//! Floor geometry: room shell, tables, seat anchors, service spots and the
//! obstacle helpers derived from them.

use restaurant_sim::simulation::{
    auto_layout, find_narrow_gaps, seat_anchors, service_spots, validate_layout, AgentId,
    AgentKind, AgentSample, Bounds, Circle, ObstacleSet, Position, Room, SimId, SpatialHash, Table,
    TableId, AGENT_RADIUS,
};

fn table_id(n: usize) -> TableId {
    TableId(SimId(n))
}

fn approx(a: f32, b: f32) -> bool {
    (a - b).abs() < 1e-3
}

fn id_counter(start: usize) -> impl FnMut() -> TableId {
    let mut next = start;
    move || {
        let id = table_id(next);
        next += 1;
        id
    }
}

#[test]
fn test_room_landmarks() {
    let room = Room::default();
    let (left, right) = room.door_span();
    assert!(approx(left, -0.6));
    assert!(approx(right, 1.0));
    assert!(approx(room.lane_x(1), 0.2));
    assert!(approx(room.spawn_point(0).z, 6.0));
    assert!(approx(room.kitchen_point().x, 3.0));
    assert!(approx(room.kitchen_point().z, -4.2));
    assert!(room.staff_exit_point().z < room.staff_exit_boundary_z());
    assert!(room.outside_threshold_z() > room.front_outer_z());
    assert!(room.entry_threshold_z() < room.front_z());
    assert_eq!(room.door_capacity(AGENT_RADIUS), 3);
}

#[test]
fn test_clamp_agent_respects_door() {
    let room = Room::default();

    // Outside the front wall an agent may only stand between the jambs
    let through = room.clamp_agent(Position::new(5.0, 5.5), AGENT_RADIUS, true);
    assert!(approx(through.x, 0.75));
    assert!(approx(through.z, 5.5));

    let blocked = room.clamp_agent(Position::new(5.0, 5.5), AGENT_RADIUS, false);
    assert!(approx(blocked.x, 5.0));
    assert!(approx(blocked.z, 4.55));

    let inside = room.clamp_agent(Position::new(-9.0, -9.0), AGENT_RADIUS, true);
    assert!(approx(inside.x, -5.55));
    assert!(approx(inside.z, -4.55));
}

#[test]
fn test_room_offsets_are_clamped() {
    let mut room = Room::default();
    room.set_door_left(100.0);
    let (_, right) = room.door_span();
    assert!(approx(right, 5.8));

    room.set_kitchen_offset(-50.0);
    assert!(approx(room.kitchen_point().x, -5.2));
    room.set_restroom_offset(f32::NAN);
    assert!(approx(room.restroom_point().z, 0.0));
}

#[test]
fn test_anchor_counts() {
    let inner = Room::default().inner(AGENT_RADIUS);
    let two = Table::new(table_id(1), Position::ZERO, 2);
    let four = Table::new(table_id(2), Position::new(3.0, 0.0), 4);
    assert_eq!(seat_anchors(&two, &inner).len(), 2);
    assert_eq!(seat_anchors(&four, &inner).len(), 4);
}

#[test]
fn test_anchors_clear_the_table() {
    let inner = Room::default().inner(AGENT_RADIUS);
    for table in [
        Table::new(table_id(1), Position::new(-1.0, 0.5), 2),
        Table::new(table_id(2), Position::new(1.5, -0.5), 4).with_yaw(0.7),
    ] {
        for anchor in seat_anchors(&table, &inner) {
            let dist = anchor.position.distance(&table.center);
            assert!(
                dist - AGENT_RADIUS > table.buffered_radius(),
                "seat {:?} too close to its table",
                anchor.id
            );
            assert!(!table.footprint_contains(&anchor.position));
            assert_eq!(anchor.table, table.id);
            assert_eq!(anchor.capacity, table.capacity);
        }
    }
}

#[test]
fn test_four_top_laterals_follow_rotation() {
    let inner = Room::default().inner(AGENT_RADIUS);
    let table = Table::new(table_id(1), Position::new(0.5, -1.0), 4).with_yaw(0.7);
    for anchor in seat_anchors(&table, &inner) {
        let local = (anchor.position - table.center).rotated(-table.yaw);
        assert!(approx(local.x.abs(), 0.3), "lateral offset {}", local.x);
    }
}

#[test]
fn test_anchor_faces_table() {
    let inner = Room::default().inner(AGENT_RADIUS);
    let table = Table::new(table_id(1), Position::new(-2.0, 1.0), 4).with_yaw(-0.4);
    for anchor in seat_anchors(&table, &inner) {
        let toward = (table.center - anchor.position).normalized();
        assert!(approx(anchor.facing.x, toward.x));
        assert!(approx(anchor.facing.z, toward.z));
        assert!(approx(anchor.yaw, toward.x.atan2(toward.z)));

        // Approach point sits further out on the same line
        assert!(anchor.approach.distance(&table.center) > anchor.position.distance(&table.center));
    }
}

#[test]
fn test_service_spots_prefer_kitchen_side() {
    let inner = Room::default().inner(AGENT_RADIUS);
    let table = Table::new(table_id(1), Position::ZERO, 2);
    let spots = service_spots(&table, Position::new(3.0, -4.2), &inner);
    assert!(spots.primary.x > 0.0);
    assert!(spots.secondary.x < 0.0);
    assert!(spots.primary.distance(&table.center) > table.bounding_radius() + AGENT_RADIUS);
}

#[test]
fn test_service_spots_skip_unreachable() {
    let inner = Room::default().inner(AGENT_RADIUS);
    let table = Table::new(table_id(1), Position::new(-4.8, 0.0), 2);
    // Kitchen on the wall side, but that spot is inside the wall
    let spots = service_spots(&table, Position::new(-6.0, 0.0), &inner);
    assert!(inner.contains(&spots.primary));
    assert!(!inner.contains(&spots.secondary));
    assert!(spots.primary.x > table.center.x);
}

#[test]
fn test_validate_layout() {
    let room = Room::default();
    let ok = vec![
        Table::new(table_id(1), Position::ZERO, 2),
        Table::new(table_id(2), Position::new(2.0, 0.0), 4),
    ];
    assert!(validate_layout(&ok, &room).is_ok());

    let overlapping = vec![
        Table::new(table_id(1), Position::ZERO, 2),
        Table::new(table_id(2), Position::new(1.0, 0.0), 2),
    ];
    assert!(validate_layout(&overlapping, &room).is_err());

    let outside = vec![Table::new(table_id(1), Position::new(5.7, 0.0), 2)];
    assert!(validate_layout(&outside, &room).is_err());

    let duplicate = vec![
        Table::new(table_id(1), Position::ZERO, 2),
        Table::new(table_id(1), Position::new(3.0, 0.0), 2),
    ];
    assert!(validate_layout(&duplicate, &room).is_err());

    let mut odd = Table::new(table_id(1), Position::ZERO, 2);
    odd.capacity = 3;
    assert!(validate_layout(&[odd], &room).is_err());

    let mut broken = Table::new(table_id(1), Position::ZERO, 2);
    broken.center.x = f32::NAN;
    assert!(validate_layout(&[broken], &room).is_err());
}

#[test]
fn test_auto_layout_four_tops_first() {
    let room = Room::default();
    let tables = auto_layout(&room, 1, 2, id_counter(10));
    let capacities: Vec<u8> = tables.iter().map(|t| t.capacity).collect();
    assert_eq!(capacities, vec![4, 4, 2]);
    assert_eq!(tables[0].id, table_id(10));
    assert!(validate_layout(&tables, &room).is_ok());
}

#[test]
fn test_auto_layout_drops_what_does_not_fit() {
    let room = Room::default();
    let tables = auto_layout(&room, 10, 0, id_counter(0));
    assert_eq!(tables.len(), 6);
    assert!(validate_layout(&tables, &room).is_ok());

    // Seats stay inside the room and clear of other tables
    let inner = room.inner(AGENT_RADIUS);
    for table in &tables {
        for anchor in seat_anchors(table, &inner) {
            assert!(room.interior().contains(&anchor.position));
            for other in tables.iter().filter(|t| t.id != table.id) {
                assert!(anchor.position.distance(&other.center) > other.buffered_radius() + AGENT_RADIUS);
            }
        }
    }
}

#[test]
fn test_auto_layout_tiny_room_is_empty() {
    let mut config = restaurant_sim::simulation::RoomConfig::default();
    config.width = 4.0;
    config.depth = 4.0;
    config.door_left = 1.0;
    let room = Room::from_config(&config);
    assert!(auto_layout(&room, 2, 2, id_counter(0)).is_empty());
}

#[test]
fn test_narrow_gaps() {
    let mut set = ObstacleSet::new();
    set.set_tables(vec![
        (table_id(1), Circle::new(Position::ZERO, 0.5)),
        (table_id(2), Circle::new(Position::new(1.4, 0.0), 0.5)),
        (table_id(3), Circle::new(Position::new(10.0, 0.0), 0.5)),
    ]);
    let gaps = find_narrow_gaps(set.tables.iter(), 0.65);
    assert_eq!(gaps.len(), 1);
    assert!(approx(gaps[0].width, 0.4));
    assert!(approx(gaps[0].midpoint.x, 0.7));
    assert!(approx(gaps[0].midpoint.z, 0.0));
    assert!(approx(gaps[0].axis.x, 1.0));
}

#[test]
fn test_obstacle_sets_per_population() {
    let mut set = ObstacleSet::new();
    set.set_tables(vec![(table_id(1), Circle::new(Position::ZERO, 0.5))]);
    let seated = AgentId(SimId(5));
    let walking = AgentId(SimId(6));
    set.set_customers(
        vec![(seated, Circle::new(Position::new(1.0, 0.0), AGENT_RADIUS))],
        vec![(walking, Circle::new(Position::new(2.0, 0.0), AGENT_RADIUS))],
    );
    assert_eq!(set.for_customers().count(), 2);
    assert_eq!(set.for_staff().count(), 3);
    assert!(set.for_staff().any(|o| o.is_agent(walking)));
    assert!(!set.for_customers().any(|o| o.is_agent(walking)));
    assert_eq!(set.circles().len(), 3);
}

#[test]
fn test_spatial_hash_neighbors() {
    let sample = |n: usize, x: f32, z: f32| AgentSample {
        id: AgentId(SimId(n)),
        kind: AgentKind::Customer,
        position: Position::new(x, z),
        velocity: Position::ZERO,
        radius: AGENT_RADIUS,
        pinned: false,
    };
    let mut hash = SpatialHash::default();
    hash.rebuild(vec![sample(1, 0.0, 0.0), sample(2, 0.5, 0.0), sample(3, 3.0, 3.0), sample(4, -0.9, 0.3)]);
    assert_eq!(hash.len(), 4);

    let mut near: Vec<usize> = hash
        .neighbors(Position::ZERO, 1.0)
        .map(|s| s.id.0 .0)
        .collect();
    near.sort();
    assert_eq!(near, vec![1, 2, 4]);

    hash.rebuild(Vec::new());
    assert!(hash.is_empty());
    assert_eq!(hash.neighbors(Position::ZERO, 5.0).count(), 0);
}

#[test]
fn test_bounds_helpers() {
    let bounds = Bounds::new(-1.0, 1.0, -2.0, 2.0);
    assert!(bounds.is_valid());
    assert!(bounds.contains(&Position::new(1.0, 2.0)));
    assert!(!bounds.contains(&Position::new(1.1, 0.0)));
    let shrunk = bounds.shrink(0.5);
    assert!(approx(shrunk.width(), 1.0));
    assert!(approx(shrunk.depth(), 3.0));
    assert!(!bounds.shrink(1.5).is_valid());
}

◇ ◇ ◇

- _What you are asked to do_:
Only the lines from the one containing "assert_eq!(hash.len(), 4);" through the last line of the entries above should be copied, exactly as written.

- _Output of the task_:
    assert_eq!(hash.len(), 4);

    let mut near: Vec<usize> = hash
        .neighbors(Position::ZERO, 1.0)
        .map(|s| s.id.0 .0)
        .collect();
    near.sort();
    assert_eq!(near, vec![1, 2, 4]);

    hash.rebuild(Vec::new());
    assert!(hash.is_empty());
    assert_eq!(hash.neighbors(Position::ZERO, 5.0).count(), 0);
}

#[test]
fn test_bounds_helpers() {
    let bounds = Bounds::new(-1.0, 1.0, -2.0, 2.0);
    assert!(bounds.is_valid());
    assert!(bounds.contains(&Position::new(1.0, 2.0)));
    assert!(!bounds.contains(&Position::new(1.1, 0.0)));
    let shrunk = bounds.shrink(0.5);
    assert!(approx(shrunk.width(), 1.0));
    assert!(approx(shrunk.depth(), 3.0));
    assert!(!bounds.shrink(1.5).is_valid());
}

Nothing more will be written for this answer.